Temuan Ombudsman Republik Indonesia (ORI) pada awal Agustus tahun 2020 lalu membuka “kotak pandora” pengelolaan BUMN. Bagaimana tidak, rentang waktu 2016-2019 setidaknya terdapat 397 komisaris BUMN dan 167 komisaris anak BUMN terindikasi rangkap jabatan. Belum lagi dengan persepsi masyarakat yang meyakini bahwa jabatan komisaris atau dewan pengawas sebagian besar diperuntukkan bagi loyalis pejabat pemerintah.
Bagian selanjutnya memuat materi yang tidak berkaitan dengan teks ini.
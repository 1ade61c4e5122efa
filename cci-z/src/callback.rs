//! Callback adapters and dispatch.
//!
//! An adapter binds an observer, a [`CallbackType`] and a target: either one
//! parameter, or a broker together with a name pattern. The target owns the
//! adapter (strong reference); the adapter only keeps a weak back-reference,
//! which is cut when the target goes away so that a late
//! [`CallbackHandle::unregister`] is a no-op instead of touching a dead
//! parameter.
//!
//! All adapters draw their sequence number from one process-wide counter, so
//! merging parameter-level and broker-level adapters by sequence number
//! reproduces registration order.

use std::fmt;
use std::sync::{Arc, Weak};

use parking_lot::Mutex;
use tracing::{debug, warn};

use crate::GlobalCounter;
use crate::broker::BrokerInner;
use crate::param::{ParamHandle, ParamInner};
use crate::value::{ErasedValue, ParamValue};

static ADAPTER_SEQ: GlobalCounter = GlobalCounter::new();
static OBSERVER_IDS: GlobalCounter = GlobalCounter::new();

#[derive(
    Debug,
    Clone,
    Copy,
    PartialEq,
    Eq,
    Hash,
    strum::Display,
    strum::AsRefStr,
    strum::EnumIter,
    strum::EnumString,
)]
#[strum(serialize_all = "snake_case")]
pub enum CallbackType {
    /// Before the value is read.
    PreRead,
    /// Before the value is written; may veto the write.
    PreWrite,
    /// After the value has been written.
    PostWrite,
    /// A parameter was added to the broker.
    CreateParam,
    /// A parameter is about to be removed from the broker.
    DestroyParam,
}

impl CallbackType {
    /// Broker-level events concern a parameter's existence, not its value.
    pub fn is_broker_event(self) -> bool {
        matches!(self, Self::CreateParam | Self::DestroyParam)
    }
}

/// What a callback reports back to the dispatcher.
#[derive(Debug, Clone, Copy, PartialEq, Eq, Default)]
pub enum CallbackReturn {
    #[default]
    Nothing,
    /// Veto the value change. Only meaningful for `pre_write`.
    ValueChangeRejected,
    OtherError,
}

/// Identity of whoever registered a callback.
///
/// Used to unregister every callback of one observer without knowing where
/// they were registered.
#[derive(Debug, Clone, Copy, PartialEq, Eq, Hash, PartialOrd, Ord)]
pub struct ObserverId(usize);

impl ObserverId {
    pub fn new() -> Self {
        Self(OBSERVER_IDS.increment())
    }
}

impl Default for ObserverId {
    fn default() -> Self {
        Self::new()
    }
}

impl fmt::Display for ObserverId {
    fn fmt(&self, f: &mut fmt::Formatter<'_>) -> fmt::Result {
        write!(f, "observer#{}", self.0)
    }
}

/// Everything a callback gets to see about the event.
pub struct CallbackEvent<'a> {
    param: &'a ParamHandle,
    callback_type: CallbackType,
    proposed: Option<&'a dyn ErasedValue>,
}

impl<'a> CallbackEvent<'a> {
    pub(crate) fn new(
        param: &'a ParamHandle,
        callback_type: CallbackType,
        proposed: Option<&'a dyn ErasedValue>,
    ) -> Self {
        Self {
            param,
            callback_type,
            proposed,
        }
    }

    pub fn param(&self) -> &ParamHandle {
        self.param
    }

    pub fn callback_type(&self) -> CallbackType {
        self.callback_type
    }

    /// Value about to be written (`pre_write` only).
    pub fn proposed_as<T: ParamValue>(&self) -> Option<&T> {
        self.proposed.and_then(|v| v.try_as::<T>())
    }

    /// Canonical text of the value about to be written (`pre_write` only).
    pub fn proposed_string(&self) -> Option<String> {
        self.proposed.and_then(|v| v.pack().ok())
    }
}

impl fmt::Debug for CallbackEvent<'_> {
    fn fmt(&self, f: &mut fmt::Formatter<'_>) -> fmt::Result {
        f.debug_struct("CallbackEvent")
            .field("param", &self.param.name())
            .field("callback_type", &self.callback_type)
            .field("proposed", &self.proposed)
            .finish()
    }
}

pub type CallbackFn = Arc<dyn Fn(&CallbackEvent<'_>) -> CallbackReturn + Send + Sync>;

pub(crate) enum AdapterTarget {
    Param(Weak<ParamInner>),
    Broker(Weak<BrokerInner>),
    Detached,
}

pub(crate) struct CallbackAdapter {
    seq: usize,
    observer: ObserverId,
    callback_type: CallbackType,
    pattern: String,
    target: Mutex<AdapterTarget>,
    func: CallbackFn,
}

impl CallbackAdapter {
    pub(crate) fn new(
        observer: ObserverId,
        callback_type: CallbackType,
        pattern: String,
        target: AdapterTarget,
        func: CallbackFn,
    ) -> Arc<Self> {
        Arc::new(Self {
            seq: ADAPTER_SEQ.increment(),
            observer,
            callback_type,
            pattern,
            target: Mutex::new(target),
            func,
        })
    }

    pub(crate) fn seq(&self) -> usize {
        self.seq
    }

    pub(crate) fn observer(&self) -> ObserverId {
        self.observer
    }

    pub(crate) fn callback_type(&self) -> CallbackType {
        self.callback_type
    }

    pub(crate) fn pattern(&self) -> &str {
        &self.pattern
    }

    pub(crate) fn is_registered(&self) -> bool {
        !matches!(*self.target.lock(), AdapterTarget::Detached)
    }

    /// Cut the back-reference without notifying the target.
    ///
    /// Called by the target itself while it drops its adapter list.
    pub(crate) fn detach(&self) {
        *self.target.lock() = AdapterTarget::Detached;
    }

    /// Remove this adapter from its target. Returns `false` if it was already
    /// unregistered or the target is gone.
    pub(crate) fn unregister(&self) -> bool {
        let target = std::mem::replace(&mut *self.target.lock(), AdapterTarget::Detached);
        match target {
            AdapterTarget::Param(param) => param
                .upgrade()
                .is_some_and(|p| p.remove_adapter(self.seq)),
            AdapterTarget::Broker(broker) => broker
                .upgrade()
                .is_some_and(|b| b.remove_adapter(self.seq)),
            AdapterTarget::Detached => false,
        }
    }

    fn call(&self, event: &CallbackEvent<'_>) -> CallbackReturn {
        (self.func)(event)
    }
}

impl fmt::Debug for CallbackAdapter {
    fn fmt(&self, f: &mut fmt::Formatter<'_>) -> fmt::Result {
        f.debug_struct("CallbackAdapter")
            .field("seq", &self.seq)
            .field("observer", &self.observer)
            .field("callback_type", &self.callback_type)
            .field("pattern", &self.pattern)
            .finish_non_exhaustive()
    }
}

/// Registration receipt handed back to whoever registered a callback.
#[derive(Debug, Clone)]
pub struct CallbackHandle(Arc<CallbackAdapter>);

impl CallbackHandle {
    pub(crate) fn new(adapter: Arc<CallbackAdapter>) -> Self {
        Self(adapter)
    }

    pub fn observer(&self) -> ObserverId {
        self.0.observer
    }

    pub fn callback_type(&self) -> CallbackType {
        self.0.callback_type
    }

    /// Parameter name or name pattern this callback is bound to.
    pub fn pattern(&self) -> &str {
        &self.0.pattern
    }

    pub fn is_registered(&self) -> bool {
        self.0.is_registered()
    }

    /// Unregister the callback. Idempotent; only the first call has an effect.
    pub fn unregister(&self) -> bool {
        self.0.unregister()
    }

    pub(crate) fn seq(&self) -> usize {
        self.0.seq
    }
}

/// Outcome of one dispatch round.
#[derive(Debug, Default)]
pub(crate) struct DispatchOutcome {
    pub(crate) rejected_by: Vec<ObserverId>,
}

/// Run `adapters` in order for one event.
///
/// `adapters` is a snapshot taken without holding any lock, so callbacks may
/// freely re-enter the broker or the parameter. Adapters unregistered by an
/// earlier callback of the same round are skipped.
pub(crate) fn dispatch(
    adapters: &[Arc<CallbackAdapter>],
    event: &CallbackEvent<'_>,
) -> DispatchOutcome {
    let mut outcome = DispatchOutcome::default();
    for adapter in adapters {
        if !adapter.is_registered() {
            continue;
        }
        match adapter.call(event) {
            CallbackReturn::Nothing => {}
            CallbackReturn::ValueChangeRejected => {
                if event.callback_type() == CallbackType::PreWrite {
                    debug!(
                        "[CB] {} rejected write to '{}'",
                        adapter.observer,
                        event.param().name()
                    );
                    outcome.rejected_by.push(adapter.observer);
                } else {
                    warn!(
                        "[CB] {} returned a rejection from a {} callback on '{}', ignored",
                        adapter.observer,
                        event.callback_type(),
                        event.param().name()
                    );
                }
            }
            CallbackReturn::OtherError => {
                warn!(
                    "[CB] {} reported an error from a {} callback on '{}'",
                    adapter.observer,
                    event.callback_type(),
                    event.param().name()
                );
            }
        }
    }
    outcome
}

/// Merge two adapter lists into registration order.
pub(crate) fn merge_by_seq(
    mut a: Vec<Arc<CallbackAdapter>>,
    b: Vec<Arc<CallbackAdapter>>,
) -> Vec<Arc<CallbackAdapter>> {
    a.extend(b);
    a.sort_by_key(|adapter| adapter.seq);
    a
}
Asumsi ini diperkuat dengan minimnya transparansi dan tiadanya indikator yang jelas dalam pemilihan komisaris atau dewan pengawas.

Secara logis, praktek rangkap jabatan yang menjadi tradisi di BUMN dan disengaja dilakukan oleh pengambil keputusan, baik Menteri BUMN maupun otoritas pemerintah dapat mengancam penerapan prinsip GCG di BUMN. Lahirnya konflik kepentingan, sulitnya bersikap profesional dalam menjalankan fungsi pengawasan, minimnya kapasitas dalam melaksanakan fungsi pengawasan, dan berbagai masalah lain yang memperburuk GCG BUMN tidak dapat dihindarkan. Karena kondisi pengawasan yang demikian, akibatnya, BUMN juga rentan terhadap masalah korupsi.
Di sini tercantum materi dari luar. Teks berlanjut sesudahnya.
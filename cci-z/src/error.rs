//! Error types for the parameter registry.
//!
//! Two families are kept apart:
//!
//! - [`Error`]: structural / configuration errors. The registry cannot be
//!   partially repaired after one of these, so they are returned at the point
//!   where they occur (duplicate names, alias collisions, originators without
//!   any naming context, ...).
//! - [`AccessError`]: every access-control or value-level failure (locked
//!   parameters, wrong tokens, vetoed writes, malformed value text). These are
//!   recoverable: the caller inspects the reason and may retry.

use crate::callback::ObserverId;

pub type Result<T> = std::result::Result<T, Error>;

#[derive(Debug, Clone, PartialEq, Eq, thiserror::Error)]
pub enum Error {
    #[error("parameter '{0}' is already registered")]
    DuplicateParam(String),

    #[error("parameter '{0}' is not the registered object for that name")]
    NotRegistered(String),

    #[error("alias '{alias}' collides with an existing parameter")]
    AliasCollision { alias: String },

    #[error("alias '{0}' cannot point to itself")]
    SelfAlias(String),

    #[error("an originator needs an object path or a non-empty name")]
    MissingOriginator,

    #[error("parameter name is empty")]
    EmptyName,

    #[error("observer {observer} already has a {callback_type} callback on '{target}'")]
    DuplicateCallback {
        observer: ObserverId,
        callback_type: crate::callback::CallbackType,
        target: String,
    },

    #[error("{0} callbacks cannot be registered on a single parameter")]
    UnsupportedCallback(crate::callback::CallbackType),

    #[error("parameter '{0}' already exists, init value cannot take priority")]
    ParamExists(String),

    #[error("invalid init value override '{0}': expected 'name=value'")]
    InvalidOverride(String),

    #[error("failed to parse init value for '{name}': {reason}")]
    InvalidInitValue { name: String, reason: String },

    #[error("broker already registered for context '{0}'")]
    ContextTaken(String),

    #[error("context '{context}' already has parameters in broker '{broker}'")]
    ContextInUse { context: String, broker: String },
}

/// Failure of a read, write, lock or unlock on a single parameter.
#[derive(Debug, Clone, PartialEq, Eq, thiserror::Error)]
pub enum AccessError {
    #[error("parameter is locked")]
    Locked,

    #[error("parameter is already locked")]
    AlreadyLocked,

    #[error("parameter is not locked")]
    NotLocked,

    #[error("lock token does not match")]
    WrongToken,

    #[error("parameter is immutable")]
    Immutable,

    #[error("parameter only accepts writes during elaboration")]
    ElaborationClosed,

    #[error("value change rejected by {observers:?}")]
    Rejected { observers: Vec<ObserverId> },

    #[error("cannot unpack value: {reason}")]
    Unpack { reason: String },

    #[error("value {value} has no canonical text")]
    NotRepresentable { value: String },

    #[error("type mismatch, expected {expected} but parameter holds {actual}")]
    TypeMismatch {
        expected: &'static str,
        actual: &'static str,
    },

    #[error("parameter has been destroyed")]
    Destroyed,
}

impl From<serde_json::Error> for AccessError {
    fn from(e: serde_json::Error) -> Self {
        Self::Unpack {
            reason: e.to_string(),
        }
    }
}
Mengacu pada masalah di atas, maraknya praktek rangkap jabatan di BUMN dapat dipandang sebagai buruknya pengelolaan GCG karena menimbulkan potensi konflik kepentingan. Meskipun terdapat beberapa regulasi yang telah mengatur larangan praktek jabatan dan sanksinya, seperti misalnya UU Nomor 25 Tahun 2009 tentang Pelayanan Publik, namun belum ada standar pengaturan yang tegas dan jelas di sektor-sektor publik lainnya, khususnya di BUMN.

Oleh karena itu, penting untuk dilakukan penelitian sebagai upaya mengidentifikasi berbagai ketentuan peraturan perundang-undangan yang telah mengatur larangan rangkap jabatan sebagai mekanisme pengelolaan konflik kepentingan. Selanjutnya, penelitian dimaksudkan untuk menganalisis berbagai kelemahan substansial pengaturan larangan rangkap jabatan dan pengelolaan konflik kepentingan serta menawarkan rekomendasi untuk memperkuat pengaturan rangkap jabatan dan pengelolaan konflik kepentingan di BUMN.